海岸沿いにあった猟師の番屋が空いているようだったので、日差しの入る窓際で家永さんに借りたサバイバル用なのだろうか、小さいポケット医学書を読むことにした。
アシリパさんは朝一番にマンボウを獲りにいってしまった。
金塊というよりもアイヌ系グルメ旅だな……と猟に行くアシリパさんの後ろ姿を室内から見送った。

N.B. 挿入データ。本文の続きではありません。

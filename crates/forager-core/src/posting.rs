use std::fmt;
use std::str::FromStr;

use chrono::{DateTime, Utc};
use serde::{Deserialize, Serialize};
use uuid::Uuid;

/// Pay model, determined by source-level policy (hourly marketplaces vs
/// salaried boards), never inferred per item.
#[derive(Debug, Clone, Copy, PartialEq, Eq, Serialize, Deserialize)]
#[serde(rename_all = "lowercase")]
pub enum ContractType {
    Hourly,
    Ote,
}

impl ContractType {
    pub fn as_str(&self) -> &'static str {
        match self {
            ContractType::Hourly => "hourly",
            ContractType::Ote => "ote",
        }
    }
}

impl fmt::Display for ContractType {
    fn fmt(&self, f: &mut fmt::Formatter<'_>) -> fmt::Result {
        write!(f, "{}", self.as_str())
    }
}

impl FromStr for ContractType {
    type Err = String;

    fn from_str(s: &str) -> Result<Self, Self::Err> {
        match s.to_lowercase().as_str() {
            "hourly" => Ok(ContractType::Hourly),
            "ote" => Ok(ContractType::Ote),
            _ => Err(format!("Unknown contract type: {}", s)),
        }
    }
}

/// Payment terms derived from the description of an hourly posting.
#[derive(Debug, Clone, Copy, PartialEq, Eq, Serialize, Deserialize)]
#[serde(rename_all = "snake_case")]
pub enum PaymentTerms {
    FixedHourly,
    HourlyPlusAppointment,
    HourlyPlusCommission,
}

impl PaymentTerms {
    pub fn as_str(&self) -> &'static str {
        match self {
            PaymentTerms::FixedHourly => "fixed_hourly",
            PaymentTerms::HourlyPlusAppointment => "hourly_plus_appointment",
            PaymentTerms::HourlyPlusCommission => "hourly_plus_commission",
        }
    }
}

impl fmt::Display for PaymentTerms {
    fn fmt(&self, f: &mut fmt::Formatter<'_>) -> fmt::Result {
        write!(f, "{}", self.as_str())
    }
}

impl FromStr for PaymentTerms {
    type Err = String;

    fn from_str(s: &str) -> Result<Self, Self::Err> {
        match s.to_lowercase().as_str() {
            "fixed_hourly" => Ok(PaymentTerms::FixedHourly),
            "hourly_plus_appointment" => Ok(PaymentTerms::HourlyPlusAppointment),
            "hourly_plus_commission" => Ok(PaymentTerms::HourlyPlusCommission),
            _ => Err(format!("Unknown payment terms: {}", s)),
        }
    }
}

/// Engagement model derived from description keywords.
#[derive(Debug, Clone, Copy, PartialEq, Eq, Serialize, Deserialize)]
#[serde(rename_all = "snake_case")]
pub enum ProjectType {
    FullTime,
    PartTime,
    ContractToHire,
}

impl ProjectType {
    pub fn as_str(&self) -> &'static str {
        match self {
            ProjectType::FullTime => "full_time",
            ProjectType::PartTime => "part_time",
            ProjectType::ContractToHire => "contract_to_hire",
        }
    }
}

impl fmt::Display for ProjectType {
    fn fmt(&self, f: &mut fmt::Formatter<'_>) -> fmt::Result {
        write!(f, "{}", self.as_str())
    }
}

impl FromStr for ProjectType {
    type Err = String;

    fn from_str(s: &str) -> Result<Self, Self::Err> {
        match s.to_lowercase().as_str() {
            "full_time" => Ok(ProjectType::FullTime),
            "part_time" => Ok(ProjectType::PartTime),
            "contract_to_hire" => Ok(ProjectType::ContractToHire),
            _ => Err(format!("Unknown project type: {}", s)),
        }
    }
}

/// An upstream item after alias resolution. Transient, never persisted.
///
/// Every field has a fixed default so the normalizer is total over
/// arbitrary upstream JSON.
#[derive(Debug, Clone, PartialEq)]
pub struct RawPosting {
    pub title: String,
    pub company: String,
    pub location: String,
    pub description: String,
    pub apply_url: String,
    pub tags: Vec<String>,
    /// Explicit upstream rate field, used when no rate is found in the text.
    pub hourly_rate: Option<f64>,
    pub salary_min: Option<f64>,
    pub salary_max: Option<f64>,
    pub payment_verified: bool,
    pub rating: Option<f64>,
    pub company_size: Option<i64>,
}

/// A RawPosting plus the fields derived by classification. Transient.
#[derive(Debug, Clone, PartialEq)]
pub struct ClassifiedPosting {
    pub raw: RawPosting,
    pub contract_type: ContractType,
    pub hourly_rate: Option<f64>,
    pub ote_min: Option<i64>,
    pub ote_max: Option<i64>,
    pub payment_terms: Option<PaymentTerms>,
    pub is_payment_verified: bool,
    pub rating: Option<f64>,
    pub project_type: Option<ProjectType>,
    pub company_size: Option<i64>,
}

/// DTO for inserting an accepted posting into the database.
#[derive(Debug, Clone, Serialize)]
pub struct NewJob {
    pub title: String,
    pub company: String,
    pub company_size: Option<i64>,
    pub ote_min: Option<i64>,
    pub ote_max: Option<i64>,
    pub location: String,
    pub tags: Vec<String>,
    pub apply_url: String,
    pub source_id: Uuid,
    pub source_name: String,
    pub scraped_at: DateTime<Utc>,
    pub contract_type: ContractType,
    pub hourly_rate: Option<f64>,
    pub payment_terms: Option<PaymentTerms>,
    pub is_payment_verified: bool,
    pub rating: Option<f64>,
    pub project_type: Option<ProjectType>,
    /// Location allow-list active at scrape time.
    pub allowed_locations: Vec<String>,
}

impl NewJob {
    /// Build the persisted record from an accepted classified posting.
    pub fn from_classified(
        posting: &ClassifiedPosting,
        source_id: Uuid,
        source_name: &str,
        allowed_locations: &[&str],
    ) -> Self {
        Self {
            title: posting.raw.title.clone(),
            company: posting.raw.company.clone(),
            company_size: posting.company_size,
            ote_min: posting.ote_min,
            ote_max: posting.ote_max,
            location: posting.raw.location.clone(),
            tags: posting.raw.tags.clone(),
            apply_url: posting.raw.apply_url.clone(),
            source_id,
            source_name: source_name.to_string(),
            scraped_at: Utc::now(),
            contract_type: posting.contract_type,
            hourly_rate: posting.hourly_rate,
            payment_terms: posting.payment_terms,
            is_payment_verified: posting.is_payment_verified,
            rating: posting.rating,
            project_type: posting.project_type,
            allowed_locations: allowed_locations.iter().map(|s| s.to_string()).collect(),
        }
    }
}

/// A persisted, accepted posting.
#[derive(Debug, Clone, Serialize, Deserialize)]
pub struct Job {
    pub id: Uuid,
    pub title: String,
    pub company: String,
    pub company_size: Option<i64>,
    pub ote_min: Option<i64>,
    pub ote_max: Option<i64>,
    pub location: String,
    pub tags: Vec<String>,
    pub apply_url: String,
    pub source_id: Uuid,
    pub source_name: String,
    pub scraped_at: DateTime<Utc>,
    pub contract_type: ContractType,
    pub hourly_rate: Option<f64>,
    pub payment_terms: Option<PaymentTerms>,
    pub is_payment_verified: bool,
    pub rating: Option<f64>,
    pub project_type: Option<ProjectType>,
    pub allowed_locations: Vec<String>,
    pub created_at: DateTime<Utc>,
}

それから数時間後、なんだか本が読みにくいと思ったら、陰ってきた。
雨が降るのかと思って目を凝らすが、何か変だ。
双眼鏡を覗いてみたところ、その正体にゾワッと鳥肌が立つ。
これは……バッタの群れだ!!
実は以前鶴見中尉の所にいたころ、バッタの群れがきて農作物や障子まで食べられた事件があった。
鶴見中尉は大蝗災と呼んでいた。
屯田兵を皆借り出して駆除にあたっていた。
私は怖ろしくて何も力になれず、ただ部屋でお洗濯物をどうしようかと悩んでいたのを覚えている。
急いで番屋の扉を施錠しようとしていると、扉の向こうから杉元さんや谷垣さんの声が聞こえる。
「杉元さん、谷垣さん!こちらへ!」
「夢主ちゃん!」「ありがとう!」
二人を番屋に入れると、白石さんと尾形さんも遅れてやってくる。
「尾形さん、大丈夫ですか?」
「ああ、飛蝗ってやつだな……。」
「インカラマッさんとチカパシくんは?あとアシリパさんも!」
尾形さんの服についたバッタを軍帽で払う。
本当は刀を使いたいくらいだ。
私が姿が見えない人を心配すると、アシリパさんはやはり猟に出たままで、チカパシくんは村に戻っているはずだそう。
インカラマッさんがどこにいるかが気がかりだった。
バッタはどれくらいで通り過ぎてくれるだろうか。
お腹が減ったと白石さんが溢すので、番屋にあるものを拝借してお鍋でも作りましょうと提案した。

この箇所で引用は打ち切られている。